Brief :: Reproduce the entries exactly as they appear below.

------------------------------------------------

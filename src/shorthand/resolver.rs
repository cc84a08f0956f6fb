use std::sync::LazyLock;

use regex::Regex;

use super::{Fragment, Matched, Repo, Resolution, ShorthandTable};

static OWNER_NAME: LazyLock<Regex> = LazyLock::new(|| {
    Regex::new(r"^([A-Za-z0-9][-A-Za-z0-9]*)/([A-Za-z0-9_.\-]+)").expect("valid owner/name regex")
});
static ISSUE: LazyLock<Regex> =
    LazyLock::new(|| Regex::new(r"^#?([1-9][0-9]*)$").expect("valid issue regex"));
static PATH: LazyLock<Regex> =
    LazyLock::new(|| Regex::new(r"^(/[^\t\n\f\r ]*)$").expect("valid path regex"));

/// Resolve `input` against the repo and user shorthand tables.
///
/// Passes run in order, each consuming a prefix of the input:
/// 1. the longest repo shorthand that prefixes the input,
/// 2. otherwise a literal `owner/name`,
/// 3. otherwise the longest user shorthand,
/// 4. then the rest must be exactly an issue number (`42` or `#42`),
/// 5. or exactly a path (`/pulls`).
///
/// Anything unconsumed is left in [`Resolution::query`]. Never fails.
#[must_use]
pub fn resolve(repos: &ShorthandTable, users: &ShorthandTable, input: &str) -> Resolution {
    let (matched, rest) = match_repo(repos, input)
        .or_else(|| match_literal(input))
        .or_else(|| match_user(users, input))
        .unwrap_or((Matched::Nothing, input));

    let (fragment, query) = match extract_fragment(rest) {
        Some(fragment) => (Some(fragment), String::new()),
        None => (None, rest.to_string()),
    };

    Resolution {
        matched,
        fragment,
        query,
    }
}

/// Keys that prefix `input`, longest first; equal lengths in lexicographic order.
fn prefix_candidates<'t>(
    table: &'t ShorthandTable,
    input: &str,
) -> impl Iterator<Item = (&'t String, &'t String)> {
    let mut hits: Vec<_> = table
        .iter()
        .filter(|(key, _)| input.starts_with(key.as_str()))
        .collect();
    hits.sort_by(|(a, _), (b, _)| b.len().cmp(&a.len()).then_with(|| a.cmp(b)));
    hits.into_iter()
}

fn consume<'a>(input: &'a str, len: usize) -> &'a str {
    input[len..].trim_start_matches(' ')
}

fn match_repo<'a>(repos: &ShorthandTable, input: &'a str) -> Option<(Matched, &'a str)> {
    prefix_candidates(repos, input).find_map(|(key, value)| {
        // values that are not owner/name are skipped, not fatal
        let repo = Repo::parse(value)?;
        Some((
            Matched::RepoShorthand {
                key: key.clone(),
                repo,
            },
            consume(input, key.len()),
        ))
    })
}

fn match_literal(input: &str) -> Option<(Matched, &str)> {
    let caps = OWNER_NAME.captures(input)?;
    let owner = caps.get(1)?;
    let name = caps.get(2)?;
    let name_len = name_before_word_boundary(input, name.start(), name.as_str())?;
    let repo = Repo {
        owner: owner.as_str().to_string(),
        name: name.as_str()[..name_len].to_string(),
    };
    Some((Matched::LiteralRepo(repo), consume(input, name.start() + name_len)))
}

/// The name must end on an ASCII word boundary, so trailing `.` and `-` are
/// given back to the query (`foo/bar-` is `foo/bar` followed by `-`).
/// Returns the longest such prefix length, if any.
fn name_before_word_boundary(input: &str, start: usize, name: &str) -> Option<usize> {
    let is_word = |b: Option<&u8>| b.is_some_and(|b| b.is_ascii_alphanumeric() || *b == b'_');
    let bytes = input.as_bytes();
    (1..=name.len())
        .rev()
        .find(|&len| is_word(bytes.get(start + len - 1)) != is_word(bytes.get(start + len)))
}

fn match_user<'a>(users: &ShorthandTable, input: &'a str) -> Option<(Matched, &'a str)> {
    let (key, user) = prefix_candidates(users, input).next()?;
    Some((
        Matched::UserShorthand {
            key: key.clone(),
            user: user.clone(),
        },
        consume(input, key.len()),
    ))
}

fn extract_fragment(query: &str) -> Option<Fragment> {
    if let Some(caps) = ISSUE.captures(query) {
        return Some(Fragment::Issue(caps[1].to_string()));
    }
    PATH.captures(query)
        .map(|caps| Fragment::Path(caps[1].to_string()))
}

------------------------------------------------

Response to the task ::
filename src/shorthand/resolver.rs
repository cc84a08f0956f6fb
use std::sync::LazyLock;

use regex::Regex;

use super::{Fragment, Matched, Repo, Resolution, ShorthandTable};

static OWNER_NAME: LazyLock<Regex> = LazyLock::new(|| {
    Regex::new(r"^([A-Za-z0-9][-A-Za-z0-9]*)/([A-Za-z0-9_.\-]+)").expect("valid owner/name regex")
});
static ISSUE: LazyLock<Regex> =
    LazyLock::new(|| Regex::new(r"^#?([1-9][0-9]*)$").expect("valid issue regex"));
static PATH: LazyLock<Regex> =
    LazyLock::new(|| Regex::new(r"^(/[^\t\n\f\r ]*)$").expect("valid path regex"));

/// Resolve `input` against the repo and user shorthand tables.
///
/// Passes run in order, each consuming a prefix of the input:
/// 1. the longest repo shorthand that prefixes the input,
/// 2. otherwise a literal `owner/name`,
/// 3. otherwise the longest user shorthand,
/// 4. then the rest must be exactly an issue number (`42` or `#42`),
/// 5. or exactly a path (`/pulls`).
///
/// Anything unconsumed is left in [`Resolution::query`]. Never fails.
#[must_use]
pub fn resolve(repos: &ShorthandTable, users: &ShorthandTable, input: &str) -> Resolution {
    let (matched, rest) = match_repo(repos, input)
        .or_else(|| match_literal(input))
        .or_else(|| match_user(users, input))
        .unwrap_or((Matched::Nothing, input));

    let (fragment, query) = match extract_fragment(rest) {
        Some(fragment) => (Some(fragment), String::new()),
        None => (None, rest.to_string()),
    };

    Resolution {
        matched,
        fragment,
        query,
    }
}

/// Keys that prefix `input`, longest first; equal lengths in lexicographic order.
fn prefix_candidates<'t>(
    table: &'t ShorthandTable,
    input: &str,
) -> impl Iterator<Item = (&'t String, &'t String)> {
    let mut hits: Vec<_> = table
        .iter()
        .filter(|(key, _)| input.starts_with(key.as_str()))
        .collect();
    hits.sort_by(|(a, _), (b, _)| b.len().cmp(&a.len()).then_with(|| a.cmp(b)));
    hits.into_iter()
}

fn consume<'a>(input: &'a str, len: usize) -> &'a str {
    input[len..].trim_start_matches(' ')
}

fn match_repo<'a>(repos: &ShorthandTable, input: &'a str) -> Option<(Matched, &'a str)> {
    prefix_candidates(repos, input).find_map(|(key, value)| {
        // values that are not owner/name are skipped, not fatal
        let repo = Repo::parse(value)?;
        Some((
            Matched::RepoShorthand {
                key: key.clone(),
                repo,
            },
            consume(input, key.len()),
        ))
    })
}

fn match_literal(input: &str) -> Option<(Matched, &str)> {
    let caps = OWNER_NAME.captures(input)?;
    let owner = caps.get(1)?;
    let name = caps.get(2)?;
    let name_len = name_before_word_boundary(input, name.start(), name.as_str())?;
    let repo = Repo {
        owner: owner.as_str().to_string(),
        name: name.as_str()[..name_len].to_string(),
    };
    Some((Matched::LiteralRepo(repo), consume(input, name.start() + name_len)))
}

/// The name must end on an ASCII word boundary, so trailing `.` and `-` are
/// given back to the query (`foo/bar-` is `foo/bar` followed by `-`).
/// Returns the longest such prefix length, if any.
fn name_before_word_boundary(input: &str, start: usize, name: &str) -> Option<usize> {
    let is_word = |b: Option<&u8>| b.is_some_and(|b| b.is_ascii_alphanumeric() || *b == b'_');
    let bytes = input.as_bytes();
    (1..=name.len())
        .rev()
        .find(|&len| is_word(bytes.get(start + len - 1)) != is_word(bytes.get(start + len)))
}

fn match_user<'a>(users: &ShorthandTable, input: &'a str) -> Option<(Matched, &'a str)> {
    let (key, user) = prefix_candidates(users, input).next()?;
    Some((
        Matched::UserShorthand {
            key: key.clone(),
            user: user.clone(),
        },
        consume(input, key.len()),
    ))
}

fn extract_fragment(query: &str) -> Option<Fragment> {
    if let Some(caps) = ISSUE.captures(query) {
        return Some(Fragment::Issue(caps[1].to_string()));
    }
    PATH.captures(query)
        .map(|caps| Fragment::Path(caps[1].to_string()))
}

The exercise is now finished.